* Dataset entries:
//! Session registry: the single owner of every console session.
//!
//! At most one session exists per target. Opening an already-open target
//! brings its tab forward instead of creating a second session. Closing
//! releases the transport, removes the tab, and forgets the session; the id
//! is never handed out again, so late events for it are simply dropped.

mod lifecycle;

use std::collections::HashMap;
use std::sync::Arc;

use tokio::sync::{broadcast, mpsc};
use tracing::{debug, info, warn};
use vmconsole_common::{ConsoleError, ConsoleEvent, EventBus, LifecycleState, SessionId};

use crate::bridge::{flavor_for, spawn_bridge};
use crate::events::SessionEvent;
use crate::render::RendererFactory;
use crate::session::{ConsoleSession, OpenRequest};
use crate::settings::MuxSettings;
use crate::tabs::{Tab, TabStatus, TabStrip};
use crate::transport::Connector;

pub struct SessionRegistry {
    sessions: HashMap<SessionId, ConsoleSession>,
    by_target: HashMap<String, SessionId>,
    tabs: TabStrip,
    settings: MuxSettings,
    connector: Arc<dyn Connector>,
    renderers: Arc<dyn RendererFactory>,
    events: mpsc::UnboundedSender<SessionEvent>,
    bus: EventBus,
}

impl SessionRegistry {
    pub fn new(
        settings: MuxSettings,
        connector: Arc<dyn Connector>,
        renderers: Arc<dyn RendererFactory>,
        events: mpsc::UnboundedSender<SessionEvent>,
    ) -> Self {
        Self {
            sessions: HashMap::new(),
            by_target: HashMap::new(),
            tabs: TabStrip::new(),
            settings,
            connector,
            renderers,
            events,
            bus: EventBus::default(),
        }
    }

    // -----------------------------------------------------------------------
    // Queries
    // -----------------------------------------------------------------------

    pub fn find_by_target(&self, target: &str) -> Option<SessionId> {
        self.by_target.get(target).cloned()
    }

    pub fn get(&self, id: &SessionId) -> Option<&ConsoleSession> {
        self.sessions.get(id)
    }

    /// Sessions in tab order.
    pub fn sessions(&self) -> impl Iterator<Item = &ConsoleSession> {
        self.tabs
            .tabs()
            .iter()
            .filter_map(|tab| self.sessions.get(&tab.session))
    }

    pub fn len(&self) -> usize {
        self.sessions.len()
    }

    pub fn is_empty(&self) -> bool {
        self.sessions.is_empty()
    }

    pub fn tabs(&self) -> &TabStrip {
        &self.tabs
    }

    pub fn settings(&self) -> &MuxSettings {
        &self.settings
    }

    pub fn subscribe(&self) -> broadcast::Receiver<ConsoleEvent> {
        self.bus.subscribe()
    }

    // -----------------------------------------------------------------------
    // Open / close
    // -----------------------------------------------------------------------

    /// Open a console for `request.target`, or focus the one already open.
    ///
    /// Returns immediately; the connection is made by a spawned task.
    pub fn open(&mut self, request: OpenRequest) -> SessionId {
        if let Some(existing) = self.find_by_target(&request.target) {
            debug!(session = %existing.short(), target = %request.target, "console already open");
            self.set_foreground(&existing);
            return existing;
        }

        let id = SessionId::new();
        let kind = request.kind();
        let target = request.target.clone();
        let title = request.target.clone();
        let icon = request.icon.clone();

        let renderer = self.renderers.create(&id, kind, &target);
        let session = ConsoleSession::new(id.clone(), request, renderer, self.settings.credential.clone());

        let was_visible = self.tabs.is_visible();
        self.sessions.insert(id.clone(), session);
        self.by_target.insert(target.clone(), id.clone());
        self.tabs.open(Tab::new(id.clone(), title, icon));

        info!(session = %id.short(), target = %target, kind = %kind, "console session opened");
        self.bus.publish(ConsoleEvent::SessionOpened {
            session: id.clone(),
            target,
            kind,
        });
        if !was_visible {
            self.bus.publish(ConsoleEvent::SurfaceShown);
        }
        self.bus.publish(ConsoleEvent::ForegroundChanged(Some(id.clone())));

        self.connect(&id);
        id
    }

    /// Close a session at the operator's request. Safe to call more than
    /// once; returns whether anything was closed.
    pub fn close(&mut self, id: &SessionId) -> bool {
        self.close_with(id, Some(ConsoleError::UserCancelled))
    }

    pub(crate) fn close_with(&mut self, id: &SessionId, cause: Option<ConsoleError>) -> bool {
        let Some(mut session) = self.sessions.remove(id) else {
            debug!(session = %id.short(), "close of unknown session ignored");
            return false;
        };
        self.by_target.remove(session.target());
        session.release_transport();

        let cause = cause.or_else(|| session.last_error().cloned());
        if let Some(err) = cause {
            session.record_error(err);
        }
        if let Err(e) = session.transition(LifecycleState::Closed) {
            warn!(session = %id.short(), error = %e, "close from unexpected state");
        }

        info!(
            session = %id.short(),
            target = %session.target(),
            bytes_in = session.bytes_in(),
            bytes_out = session.bytes_out(),
            "console session closed"
        );

        let previous_fg = self.tabs.foreground().cloned();
        self.tabs.close(id);
        let current_fg = self.tabs.foreground().cloned();

        self.bus.publish(ConsoleEvent::StateChanged {
            session: id.clone(),
            state: LifecycleState::Closed,
        });
        self.bus.publish(ConsoleEvent::SessionClosed {
            session: id.clone(),
            target: session.target().to_string(),
        });
        if previous_fg != current_fg {
            self.bus.publish(ConsoleEvent::ForegroundChanged(current_fg));
        }
        if !self.tabs.is_visible() {
            self.bus.publish(ConsoleEvent::SurfaceHidden);
        }
        true
    }

    /// Close every session, newest first.
    pub fn close_all(&mut self) {
        for id in self.tabs.ids().into_iter().rev() {
            self.close_with(&id, Some(ConsoleError::UserCancelled));
        }
    }

    // -----------------------------------------------------------------------
    // Foreground
    // -----------------------------------------------------------------------

    /// Bring a session's tab to the front. Background transports are untouched.
    pub fn set_foreground(&mut self, id: &SessionId) -> bool {
        if self.tabs.foreground() == Some(id) {
            return true;
        }
        if !self.tabs.set_foreground(id) {
            return false;
        }
        self.bus.publish(ConsoleEvent::ForegroundChanged(Some(id.clone())));
        true
    }

    pub fn cycle_next(&mut self) {
        self.cycle_with(TabStrip::cycle_next);
    }

    pub fn cycle_prev(&mut self) {
        self.cycle_with(TabStrip::cycle_prev);
    }

    fn cycle_with(&mut self, step: fn(&mut TabStrip)) {
        let previous = self.tabs.foreground().cloned();
        step(&mut self.tabs);
        let current = self.tabs.foreground().cloned();
        if previous != current {
            self.bus.publish(ConsoleEvent::ForegroundChanged(current));
        }
    }

    // -----------------------------------------------------------------------
    // Input
    // -----------------------------------------------------------------------

    /// Forward operator input to the session's transport without waiting.
    pub fn send_input(&mut self, id: &SessionId, bytes: &[u8]) -> Result<(), ConsoleError> {
        self.connected_session(id)?.send_input(bytes)
    }

    /// Push text into the session as if pasted.
    pub fn paste(&mut self, id: &SessionId, text: &str) -> Result<(), ConsoleError> {
        let session = self.connected_session(id)?;
        let frame = flavor_for(session.kind()).encode_paste(text);
        session.send(frame)
    }

    fn connected_session(&mut self, id: &SessionId) -> Result<&mut ConsoleSession, ConsoleError> {
        let session = self
            .sessions
            .get_mut(id)
            .ok_or_else(|| ConsoleError::SessionNotFound(id.clone()))?;
        if session.state() != LifecycleState::Connected {
            return Err(ConsoleError::TransportError(format!(
                "session is {}",
                session.state()
            )));
        }
        Ok(session)
    }

    // -----------------------------------------------------------------------
    // Connect
    // -----------------------------------------------------------------------

    fn connect(&mut self, id: &SessionId) {
        let Some(session) = self.sessions.get(id) else {
            return;
        };
        let endpoint = flavor_for(session.kind()).endpoint(
            &self.settings,
            session.target(),
            session.endpoint(),
        );

        if let Err(e) = self.transition(id, LifecycleState::Connecting) {
            warn!(session = %id.short(), error = %e, "cannot start connecting");
            return;
        }

        match endpoint {
            Ok(endpoint) => {
                let handle = spawn_bridge(
                    id.clone(),
                    endpoint,
                    Arc::clone(&self.connector),
                    self.settings.connect_timeout,
                    self.events.clone(),
                );
                if let Some(session) = self.sessions.get_mut(id) {
                    session.transport = Some(handle);
                }
            }
            Err(err) => self.fail(id, err),
        }
    }

    /// Apply a validated state change and publish it. Illegal edges are
    /// logged and refused.
    fn transition(&mut self, id: &SessionId, to: LifecycleState) -> Result<(), ConsoleError> {
        let session = self
            .sessions
            .get_mut(id)
            .ok_or_else(|| ConsoleError::SessionNotFound(id.clone()))?;
        if let Err(e) = session.transition(to) {
            warn!(session = %id.short(), error = %e, "rejected lifecycle transition");
            return Err(e);
        }
        let status = TabStatus::for_state(to, session.last_error());
        self.tabs.set_status(id, status);
        self.bus.publish(ConsoleEvent::StateChanged {
            session: id.clone(),
            state: to,
        });
        Ok(())
    }
}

* What the exercise asks: Your response should be each line that includes the word "cloned", copied from the records.

* Exercise answer:
        self.by_target.get(target).cloned()
        let cause = cause.or_else(|| session.last_error().cloned());
        let previous_fg = self.tabs.foreground().cloned();
        let current_fg = self.tabs.foreground().cloned();
        let previous = self.tabs.foreground().cloned();
        let current = self.tabs.foreground().cloned();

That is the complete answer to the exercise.